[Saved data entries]
※

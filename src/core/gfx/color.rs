//=========================================================================
// Color
//=========================================================================
//
// RGBA color value with HTML-style parsing and formatting.
//
// Accepted inputs:
//   "red", "Navy"         one of the 16 HTML color names
//   "#f80", "f80c"        3/4 hex digits, each digit duplicated
//   "#ff8800", "ff8800cc" 6/8 hex digits
//   0xff8800              integer, alpha is opaque
//
//=========================================================================

//=== External Dependencies ===============================================

use std::fmt;
use std::str::FromStr;

//=== Internal Dependencies ===============================================

use crate::error::{Result, SgeError};

//=== Named Colors ========================================================

const NAMED_COLORS: [(&str, u32); 16] = [
    ("white", 0xffffff),
    ("silver", 0xc0c0c0),
    ("gray", 0x808080),
    ("black", 0x000000),
    ("red", 0xff0000),
    ("maroon", 0x800000),
    ("yellow", 0xffff00),
    ("olive", 0x808000),
    ("lime", 0x00ff00),
    ("green", 0x008000),
    ("aqua", 0x00ffff),
    ("teal", 0x008080),
    ("blue", 0x0000ff),
    ("navy", 0x000080),
    ("fuchsia", 0xff00ff),
    ("purple", 0x800080),
];

//=== Color ===============================================================

/// An RGBA color. `alpha == 0` is fully transparent, `255` fully opaque.
#[derive(Debug, Clone, Copy, PartialEq, Eq, Hash)]
pub struct Color {
    pub red: u8,
    pub green: u8,
    pub blue: u8,
    pub alpha: u8,
}

impl Color {
    pub const BLACK: Self = Self::rgb(0, 0, 0);
    pub const WHITE: Self = Self::rgb(255, 255, 255);
    pub const RED: Self = Self::rgb(255, 0, 0);
    pub const LIME: Self = Self::rgb(0, 255, 0);
    pub const BLUE: Self = Self::rgb(0, 0, 255);
    pub const TRANSPARENT: Self = Self::rgba(0, 0, 0, 0);

    /// Creates an opaque color.
    pub const fn rgb(red: u8, green: u8, blue: u8) -> Self {
        Self { red, green, blue, alpha: 255 }
    }

    pub const fn rgba(red: u8, green: u8, blue: u8, alpha: u8) -> Self {
        Self { red, green, blue, alpha }
    }

    /// Creates an opaque color from `0xRRGGBB`. Bits above 24 are ignored.
    pub const fn from_int(value: u32) -> Self {
        Self::rgb(
            ((value >> 16) & 0xff) as u8,
            ((value >> 8) & 0xff) as u8,
            (value & 0xff) as u8,
        )
    }

    /// Parses a color name or HTML hex string.
    ///
    /// # Examples
    ///
    /// ```
    /// use sge::core::gfx::Color;
    ///
    /// assert_eq!(Color::parse("Navy").unwrap(), Color::rgb(0, 0, 128));
    /// assert_eq!(Color::parse("#F80").unwrap(), Color::rgb(255, 136, 0));
    /// assert!(Color::parse("#12345").is_err());
    /// ```
    pub fn parse(value: &str) -> Result<Self> {
        let lower = value.trim().to_ascii_lowercase();
        if let Some(&(_, int)) = NAMED_COLORS.iter().find(|(name, _)| *name == lower) {
            return Ok(Self::from_int(int));
        }

        let digits = lower.strip_prefix('#').unwrap_or(&lower);
        let invalid = || SgeError::InvalidColor(value.to_string());

        if !digits.bytes().all(|b| b.is_ascii_hexdigit()) {
            return Err(invalid());
        }

        let nibble = |i: usize| u8::from_str_radix(&digits[i..=i], 16).map_err(|_| invalid());
        let byte = |i: usize| u8::from_str_radix(&digits[i..i + 2], 16).map_err(|_| invalid());

        match digits.len() {
            3 => Ok(Self::rgb(nibble(0)? * 17, nibble(1)? * 17, nibble(2)? * 17)),
            4 => Ok(Self::rgba(
                nibble(0)? * 17,
                nibble(1)? * 17,
                nibble(2)? * 17,
                nibble(3)? * 17,
            )),
            6 => Ok(Self::rgb(byte(0)?, byte(2)?, byte(4)?)),
            8 => Ok(Self::rgba(byte(0)?, byte(2)?, byte(4)?, byte(6)?)),
            _ => Err(invalid()),
        }
    }

    /// `#rrggbb` when opaque, `#rrggbbaa` otherwise.
    pub fn hex_string(&self) -> String {
        if self.alpha == 255 {
            format!("#{:02x}{:02x}{:02x}", self.red, self.green, self.blue)
        } else {
            format!(
                "#{:02x}{:02x}{:02x}{:02x}",
                self.red, self.green, self.blue, self.alpha
            )
        }
    }

    /// `0xRRGGBB`, alpha excluded.
    pub fn to_int(&self) -> u32 {
        (self.red as u32) << 16 | (self.green as u32) << 8 | self.blue as u32
    }

    /// Lowercase HTML name, if this is an opaque named color.
    pub fn name(&self) -> Option<&'static str> {
        if self.alpha != 255 {
            return None;
        }
        let int = self.to_int();
        NAMED_COLORS
            .iter()
            .find(|(_, value)| *value == int)
            .map(|(name, _)| *name)
    }

    /// Returns the same color with a different alpha.
    pub fn with_alpha(self, alpha: u8) -> Self {
        Self { alpha, ..self }
    }
}

//--- Trait Implementations -----------------------------------------------

impl Default for Color {
    fn default() -> Self {
        Self::BLACK
    }
}

impl FromStr for Color {
    type Err = SgeError;

    fn from_str(s: &str) -> Result<Self> {
        Self::parse(s)
    }
}

impl From<u32> for Color {
    fn from(value: u32) -> Self {
        Self::from_int(value)
    }
}

impl From<(u8, u8, u8)> for Color {
    fn from((r, g, b): (u8, u8, u8)) -> Self {
        Self::rgb(r, g, b)
    }
}

impl From<(u8, u8, u8, u8)> for Color {
    fn from((r, g, b, a): (u8, u8, u8, u8)) -> Self {
        Self::rgba(r, g, b, a)
    }
}

impl From<Color> for [u8; 4] {
    fn from(c: Color) -> Self {
        [c.red, c.green, c.blue, c.alpha]
    }
}

/// Prints the color name when there is one, the hex string otherwise.
impl fmt::Display for Color {
    fn fmt(&self, f: &mut fmt::Formatter<'_>) -> fmt::Result {
        match self.name() {
            Some(name) => f.write_str(name),
            None => f.write_str(&self.hex_string()),
        }
    }
}

//=========================================================================
// Unit Tests
//=========================================================================

#[cfg(test)]
mod tests {
    use super::*;

    #[test]
    fn parses_names_case_insensitively() {
        assert_eq!(Color::parse("WHITE").unwrap(), Color::WHITE);
        assert_eq!(Color::parse("fuchsia").unwrap(), Color::rgb(255, 0, 255));
    }

    #[test]
    fn parses_all_hex_lengths() {
        assert_eq!(Color::parse("#abc").unwrap(), Color::rgb(0xaa, 0xbb, 0xcc));
        assert_eq!(Color::parse("abcd").unwrap(), Color::rgba(0xaa, 0xbb, 0xcc, 0xdd));
        assert_eq!(Color::parse("#102030").unwrap(), Color::rgb(0x10, 0x20, 0x30));
        assert_eq!(
            Color::parse("#10203040").unwrap(),
            Color::rgba(0x10, 0x20, 0x30, 0x40)
        );
    }

    #[test]
    fn rejects_bad_strings() {
        for bad in ["", "#", "#12", "#12345", "#gggggg", "chartreuse", "#+12"] {
            assert!(
                matches!(Color::parse(bad), Err(SgeError::InvalidColor(_))),
                "{bad:?} should be rejected"
            );
        }
    }

    #[test]
    fn integer_round_trip_drops_alpha() {
        let c = Color::from(0x12ab34);
        assert_eq!(c, Color::rgb(0x12, 0xab, 0x34));
        assert_eq!(c.with_alpha(3).to_int(), 0x12ab34);
    }

    #[test]
    fn hex_string_includes_alpha_only_when_translucent() {
        assert_eq!(Color::rgb(1, 2, 3).hex_string(), "#010203");
        assert_eq!(Color::rgba(1, 2, 3, 4).hex_string(), "#01020304");
    }

    #[test]
    fn display_prefers_names() {
        assert_eq!(Color::rgb(0, 128, 128).to_string(), "teal");
        assert_eq!(Color::rgb(0, 128, 129).to_string(), "#008081");
        assert_eq!(Color::rgb(0, 128, 128).with_alpha(10).to_string(), "#0080800a");
    }
}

※

#### [TASK STATEMENT]
Go through the entries and report every line with the string "HTML".

#### [ANSWER SPACE]
// RGBA color value with HTML-style parsing and formatting.
//   "red", "Navy"         one of the 16 HTML color names
    /// Parses a color name or HTML hex string.
    /// Lowercase HTML name, if this is an opaque named color.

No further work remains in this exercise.